Today’s activity introduces much of the important ideas of this unit in a relevant context related to international COVID data. The goal of today’s activity is simply to get students to explore rates of change and how they relate to the slope of a function. Today’s intro activity and tomorrow’s lesson essentially cover the same learning targets, so if you are short on time you may choose to omit one of the days. We did both lessons because we wanted students to have a firm grasp on rates of change and slope before delving into the mechanics of calculating instantaneous rate of change using the limit definition of the derivative (Lesson 9.2).
The link given will take you to the worldometer site where students can get information about the number of COVID cases from a vast variety of countries. To avoid having multiple groups choose the US, we ask students to choose a country outside of the US.

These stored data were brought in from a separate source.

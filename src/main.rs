//! ragcorpus CLI
//!
//! Local corpus engine for retrieval-augmented chat.
//!
//! Commands:
//!   init    - Configure backend URLs and models, write config.toml
//!   ingest  - Add a PDF file or directory of PDFs to the corpus
//!   query   - Ask a question against the ingested corpus
//!   info    - Show configuration and corpus size

use anyhow::Result;
use clap::{Parser, Subcommand};
use colored::Colorize;
use std::path::PathBuf;

use ragcorpus::path_util::expand_path;
use ragcorpus::{cleanup_system, initialize_system, Config};

#[derive(Parser)]
#[command(name = "ragcorpus")]
#[command(about = "Local corpus engine for retrieval-augmented chat")]
#[command(version)]
struct Cli {
    #[command(subcommand)]
    command: Commands,
}

#[derive(Subcommand)]
enum Commands {
    /// Write a default config.toml if none exists, and report its path
    Init,

    /// Add a PDF file or a directory of PDFs to the corpus
    Ingest {
        /// Path to a PDF file, or a directory to scan recursively
        path: PathBuf,
    },

    /// Ask a question against the ingested corpus
    Query {
        /// The question to ask
        question: String,

        /// Print the full RagResult (response, context chunks, counts) as JSON
        #[arg(long)]
        json: bool,
    },

    /// Show configuration and corpus size
    Info,
}

fn main() -> Result<()> {
    let cli = Cli::parse();

    match cli.command {
        Commands::Init => run_init(),
        Commands::Ingest { path } => run_ingest(&path),
        Commands::Query { question, json } => run_query(&question, json),
        Commands::Info => run_info(),
    }
}

fn run_init() -> Result<()> {
    match Config::load()? {
        Some(config) => {
            println!("{} config already exists at {}", "info:".blue(), config_path_hint());
            println!("  corpus_dir: {}", config.corpus_dir.display());
        }
        None => {
            let config = Config::default();
            config.save()?;
            println!("{} wrote default config to {}", "✓".green(), config_path_hint());
        }
    }
    Ok(())
}

fn run_ingest(path: &PathBuf) -> Result<()> {
    let expanded = PathBuf::from(expand_path(&path.display().to_string()));
    let container = initialize_system(None, None)?;
    let result = container.add_corpus(&expanded);
    cleanup_system(&container);

    if result.is_error {
        println!("{} {}", "error:".red(), result.result_message);
        if let Some(detail) = result.error_message {
            eprintln!("{detail}");
        }
        std::process::exit(1);
    } else {
        println!("{} {}", "✓".green(), result.result_message);
    }
    Ok(())
}

fn run_query(question: &str, json: bool) -> Result<()> {
    let container = initialize_system(None, None)?;
    let result = container.query(question);
    cleanup_system(&container);

    if json {
        println!("{}", serde_json::to_string_pretty(&result)?);
        return Ok(());
    }

    println!("{}", result.response);
    println!();
    println!(
        "{} {} chunk(s) from {} document(s)",
        "—".dimmed(),
        result.context_chunks.len(),
        result.referenced_document_count
    );
    Ok(())
}

fn run_info() -> Result<()> {
    let config = Config::load()?.unwrap_or_default();
    println!("corpus_dir:      {}", config.corpus_dir.display());
    println!("sqlite_path:     {}", config.sqlite_path.display());
    println!("embeddings_url:  {}", config.embeddings_url);
    println!("chat_url:        {}", config.chat_url);
    println!("embedding_dim:   {}", config.embedding_dim);
    println!("k_similar_chunks:{}", config.k_similar_chunks);
    Ok(())
}

fn config_path_hint() -> String {
    dirs::home_dir()
        .map(|h| h.join(".ragcorpus").join("config.toml").display().to_string())
        .unwrap_or_else(|| "~/.ragcorpus/config.toml".to_string())
}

To answer question 5, many students scrolled down on the site to see the “New Daily Cases” chart. While this was not necessarily the intent of the question, it brought up early conversations about the connections between f and f’. Ask your students how the site was able to calculate the “New Daily Cases” data and students should be able to say that they compared the number of cases today from the previous day. This is essentially finding a slope where the time interval is one day! To extend this thinking, ask students what kind of data would be needed to be able to find the rate of infection at a particular hour on that day. Push this even further to ask how they would calculate the rate of infection at exactly 3 PM. Students should notice that they would need data from two time points very close together, essentially building the concept of a derivative.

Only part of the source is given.